Ciò che stimola l’apparato percettivo risveglia tra questo e il mondo una familiarità primordiale che
noi esprimiamo dicendo che il percepito precede la percezione. I dati attuali significano ben più di
ciò che manifestano e trovano nel soggetto percipiente una eco smisurata e permette ai dati di
diventare prospettive su una cosa attuale, quando invece se si rimanesse all’esplicitazione della cosa
non si saprebbe dove finire. La verità matematica è di questo tipo: noi pensiamo che la
circonferenza contenga già tutte le sue proprietà è perché la nostra concezione dell’essenza è
formata a contatto e a imitazione di della cosa percepita, così come la percezione ce la presenta,
puro essere prima del soggetto. Questo è il funzionamento della percezione, un avvenimento che ci
apre su una verità, essa ci fa anche capire la verità al servizio delle matematiche. Non si tratta dii
dire che la conoscenza matematica non è originale rispetto al percepito ma di ritrovare le vie della
sublimazione che mantiene e trasforma il mondo percepito in quello parlato. La parola allora
sembra essere una riconquista della tesi del mondo. Ogni idea matematica ci si presenta come una
riconquista tuttavia le verità della cultura non sono mai solide come quelle naturali; vi è ogni
mattino, dopo l’interruzione della notte, un contatto da riprendere con esse; rimangono impalpabili,
vagano nell’aria della città ma la campagna non le trattiene. Se nel pensiero le verità della cultura ci
sembrano la misura dell’essere e se così tanti filosofi fanno poggiare il mondo su di esse è perché la
conoscenza continua sullo slancio della percezione e utilizza la tesi del mondo come suo
fondamento. Crediamo che la verità. Sia eterna perché esprime il mondo percepito e perché la
percezione implica un mondo che funzionava già prima secondo principi che essa ritrova ma che
non stabilisce.
Il significato delle cose non è che l’ombra delle operazioni che ci apprestiamo a compiere sulle
cose, non è che il nostro rilevamento su di esse e la nostra situazione nei loro confronti. Ogni
vettore dello spettacolo percepito pone al di là del suo aspetto momentaneo, l’inizio di alcune
equivalenze nelle variazioni dello spettacolo. Quel linguaggio muto o operazionale mette in
movimento un processo conoscitivo che non riesce a completare. Per quanto sia chiusa la mia presa
percettiva sul mondo, essa è completamente dipendente dal movimento centrifugo che mi getta
verso di esso; non lo riprenderò mai se non a condizione di porre io stesso delle dimensioni nuove
della sua significazione. Qui inizia lo stile della conoscenza, la parola, la verità logica. Essa è
richiesta dall’evidenza percettiva, essa la prosegue e non vi si riduce.

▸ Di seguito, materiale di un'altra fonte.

//! Time source shared by every pipeline stage.

use std::sync::RwLock;

use chrono::{DateTime, Duration, Utc};

/// Source of the current time.
pub trait Clock: Send + Sync {
    fn now(&self) -> DateTime<Utc>;
}

/// Wall-clock time.
#[derive(Debug, Default, Clone, Copy)]
pub struct SystemClock;

impl Clock for SystemClock {
    fn now(&self) -> DateTime<Utc> {
        Utc::now()
    }
}

/// Manually driven clock for tests and replay tooling.
#[derive(Debug)]
pub struct ManualClock {
    now: RwLock<DateTime<Utc>>,
}

impl ManualClock {
    pub fn new(start: DateTime<Utc>) -> Self {
        Self {
            now: RwLock::new(start),
        }
    }

    /// Jump to an absolute instant.
    pub fn set(&self, instant: DateTime<Utc>) {
        if let Ok(mut now) = self.now.write() {
            *now = instant;
        }
    }

    /// Move forward by `by`.
    pub fn advance(&self, by: Duration) {
        if let Ok(mut now) = self.now.write() {
            *now += by;
        }
    }
}

impl Clock for ManualClock {
    fn now(&self) -> DateTime<Utc> {
        self.now.read().map(|now| *now).unwrap_or_else(|e| *e.into_inner())
    }
}

#[cfg(test)]
mod tests {
    use super::*;
    use chrono::TimeZone;

    #[test]
    fn manual_clock_advances() {
        let start = Utc.with_ymd_and_hms(2024, 5, 6, 3, 0, 0).unwrap();
        let clock = ManualClock::new(start);
        clock.advance(Duration::minutes(5));
        assert_eq!(clock.now(), start + Duration::minutes(5));

        clock.set(start);
        assert_eq!(clock.now(), start);
    }
}
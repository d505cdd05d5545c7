//! Shared types for the dispatch pipeline.

use chrono::{DateTime, Utc};
use serde::{Deserialize, Serialize};

use crate::compliance::{Direction, ViolationReason};
use crate::dispatch::EnqueueReceipt;
use crate::ratelimit::LimitReason;

// ── Inbound message ─────────────────────────────────────────────────

/// Inbound message event produced by the gateway.
#[derive(Debug, Clone, Serialize, Deserialize)]
pub struct InboundMessage {
    /// Sender phone number, in any common format. Canonicalized on entry.
    pub contact_id: String,
    pub body: String,
    /// When the gateway received the message.
    #[serde(default = "Utc::now")]
    pub timestamp: DateTime<Utc>,
    #[serde(default = "inbound")]
    pub direction: Direction,
    /// Profile name from the gateway, if any.
    #[serde(default, skip_serializing_if = "Option::is_none")]
    pub name: Option<String>,
}

fn inbound() -> Direction {
    Direction::Inbound
}

impl InboundMessage {
    pub fn new(contact_id: impl Into<String>, body: impl Into<String>, timestamp: DateTime<Utc>) -> Self {
        Self {
            contact_id: contact_id.into(),
            body: body.into(),
            timestamp,
            direction: Direction::Inbound,
            name: None,
        }
    }

    pub fn with_name(mut self, name: impl Into<String>) -> Self {
        self.name = Some(name.into());
        self
    }
}

// ── Operator outbound request ───────────────────────────────────────

/// Operator or campaign send that did not come from a rule.
#[derive(Debug, Clone, Serialize, Deserialize)]
pub struct OutboundRequest {
    pub contact_id: String,
    /// Free-form body. Ignored when `template_id` is set.
    #[serde(default)]
    pub body: String,
    #[serde(default, skip_serializing_if = "Option::is_none")]
    pub template_id: Option<i64>,
    /// `operator_reply` or `business_initiated`.
    #[serde(default = "business_initiated")]
    pub direction: Direction,
    /// Operator/admin caller: skips business hours.
    #[serde(default)]
    pub admin: bool,
    /// With `admin`, also skips the system-wide rate limit.
    #[serde(default)]
    pub emergency: bool,
}

fn business_initiated() -> Direction {
    Direction::BusinessInitiated
}

impl OutboundRequest {
    pub fn text(contact_id: impl Into<String>, body: impl Into<String>, direction: Direction) -> Self {
        Self {
            contact_id: contact_id.into(),
            body: body.into(),
            template_id: None,
            direction,
            admin: false,
            emergency: false,
        }
    }

    pub fn template(contact_id: impl Into<String>, template_id: i64) -> Self {
        Self {
            template_id: Some(template_id),
            ..Self::text(contact_id, "", Direction::BusinessInitiated)
        }
    }

    pub fn as_admin(mut self, emergency: bool) -> Self {
        self.admin = true;
        self.emergency = emergency;
        self
    }
}

// ── Outcome ─────────────────────────────────────────────────────────

/// Terminal result of one pipeline run. Every run ends in exactly one of
/// these; none of them is a process-level error.
#[derive(Debug, Clone, PartialEq, Serialize, Deserialize)]
#[serde(tag = "outcome", rename_all = "snake_case")]
pub enum PipelineOutcome {
    /// Stopped by the compliance gate.
    Rejected {
        contact_id: String,
        reason: ViolationReason,
    },
    /// A rate-limit window is exhausted.
    RateLimited {
        contact_id: String,
        reason: LimitReason,
        retry_after_secs: u64,
    },
    /// The dispatch queue is at capacity.
    QueueFull {
        contact_id: String,
        retry_after_secs: u64,
    },
    /// No rule answered. The conversation window was still recorded.
    NoRuleMatched {
        contact_id: String,
        #[serde(default, skip_serializing_if = "Option::is_none")]
        window_expires_at: Option<DateTime<Utc>>,
    },
    /// A reply was accepted by the dispatch queue.
    Dispatched {
        contact_id: String,
        #[serde(default, skip_serializing_if = "Option::is_none")]
        rule_id: Option<i64>,
        #[serde(default, skip_serializing_if = "Option::is_none")]
        template_id: Option<i64>,
        receipt: EnqueueReceipt,
    },
    /// An opt-in or opt-out keyword was applied.
    ConsentUpdated { contact_id: String, opt_in: bool },
    /// Internal failure, contained to this message.
    Failed {
        contact_id: String,
        stage: String,
        error: String,
    },
}

impl PipelineOutcome {
    /// Short label for logging.
    pub fn label(&self) -> &'static str {
        match self {
            Self::Rejected { .. } => "rejected",
            Self::RateLimited { .. } => "rate_limited",
            Self::QueueFull { .. } => "queue_full",
            Self::NoRuleMatched { .. } => "no_rule_matched",
            Self::Dispatched { .. } => "dispatched",
            Self::ConsentUpdated { .. } => "consent_updated",
            Self::Failed { .. } => "failed",
        }
    }

    /// Seconds to wait before trying again, for throttling outcomes.
    pub fn retry_after_secs(&self) -> Option<u64> {
        match self {
            Self::RateLimited { retry_after_secs, .. } | Self::QueueFull { retry_after_secs, .. } => {
                Some(*retry_after_secs)
            }
            _ => None,
        }
    }

    pub fn contact_id(&self) -> &str {
        match self {
            Self::Rejected { contact_id, .. }
            | Self::RateLimited { contact_id, .. }
            | Self::QueueFull { contact_id, .. }
            | Self::NoRuleMatched { contact_id, .. }
            | Self::Dispatched { contact_id, .. }
            | Self::ConsentUpdated { contact_id, .. }
            | Self::Failed { contact_id, .. } => contact_id,
        }
    }
}

#[cfg(test)]
mod tests {
    use super::*;

    #[test]
    fn inbound_message_defaults() {
        let msg: InboundMessage =
            serde_json::from_str(r#"{"contact_id": "0812", "body": "halo"}"#).unwrap();
        assert_eq!(msg.direction, Direction::Inbound);
        assert!(msg.name.is_none());
    }

    #[test]
    fn outcome_tags() {
        let outcome = PipelineOutcome::RateLimited {
            contact_id: "6281".into(),
            reason: LimitReason::GlobalRateLimit,
            retry_after_secs: 12,
        };
        let json = serde_json::to_value(&outcome).unwrap();
        assert_eq!(json["outcome"], "rate_limited");
        assert_eq!(json["reason"], "global_rate_limit");
        assert_eq!(outcome.retry_after_secs(), Some(12));

        let rejected = PipelineOutcome::Rejected {
            contact_id: "6281".into(),
            reason: ViolationReason::OptedOut,
        };
        assert_eq!(serde_json::to_value(&rejected).unwrap()["reason"], "opted_out");
    }

    #[test]
    fn outbound_request_defaults_to_business_initiated() {
        let req: OutboundRequest =
            serde_json::from_str(r#"{"contact_id": "6281", "body": "promo"}"#).unwrap();
        assert_eq!(req.direction, Direction::BusinessInitiated);
        assert!(!req.admin && !req.emergency);
    }
}
//! Message pipeline.
//!
//! Every inbound message flows through:
//! 1. `ComplianceGate::record_inbound()`: conversation window, always
//! 2. `ComplianceGate::evaluate()`: consent, window, hours, content
//! 3. `RateLimiter::check_contact()`: per-contact, tier and global windows
//! 4. `RuleMatcher::match_message()`: highest-priority eligible rule
//! 5. `DispatchQueue::enqueue()`: ordered per contact, retried with backoff
//!
//! Nothing reaches the gateway without passing steps 2 and 3.

pub mod processor;
pub mod types;

pub use processor::MessageProcessor;
pub use types::{InboundMessage, OutboundRequest, PipelineOutcome};
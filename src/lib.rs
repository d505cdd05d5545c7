//! Engage Dispatch: compliance-gated automated WhatsApp dispatch engine.

pub mod api;
pub mod clock;
pub mod compliance;
pub mod config;
pub mod counter;
pub mod dispatch;
pub mod error;
pub mod model;
pub mod pipeline;
pub mod ratelimit;
pub mod rules;
pub mod store;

Il riferimento alla tesi del mondo è sempre sottinteso al pensiero matematico e che gli consente di
darsi come il riflesso di un mondo intelligibile, come possiamo capire la verità matematica e
l’espressione algoritmi nel suo darsi?
Le varie proprietà aritmetiche che rinvengo nei numeri interi possono emergere solo di fronte ad
una mia interrogazione, in quanto la serie dei numeri interi è una struttura aperta, da conoscere.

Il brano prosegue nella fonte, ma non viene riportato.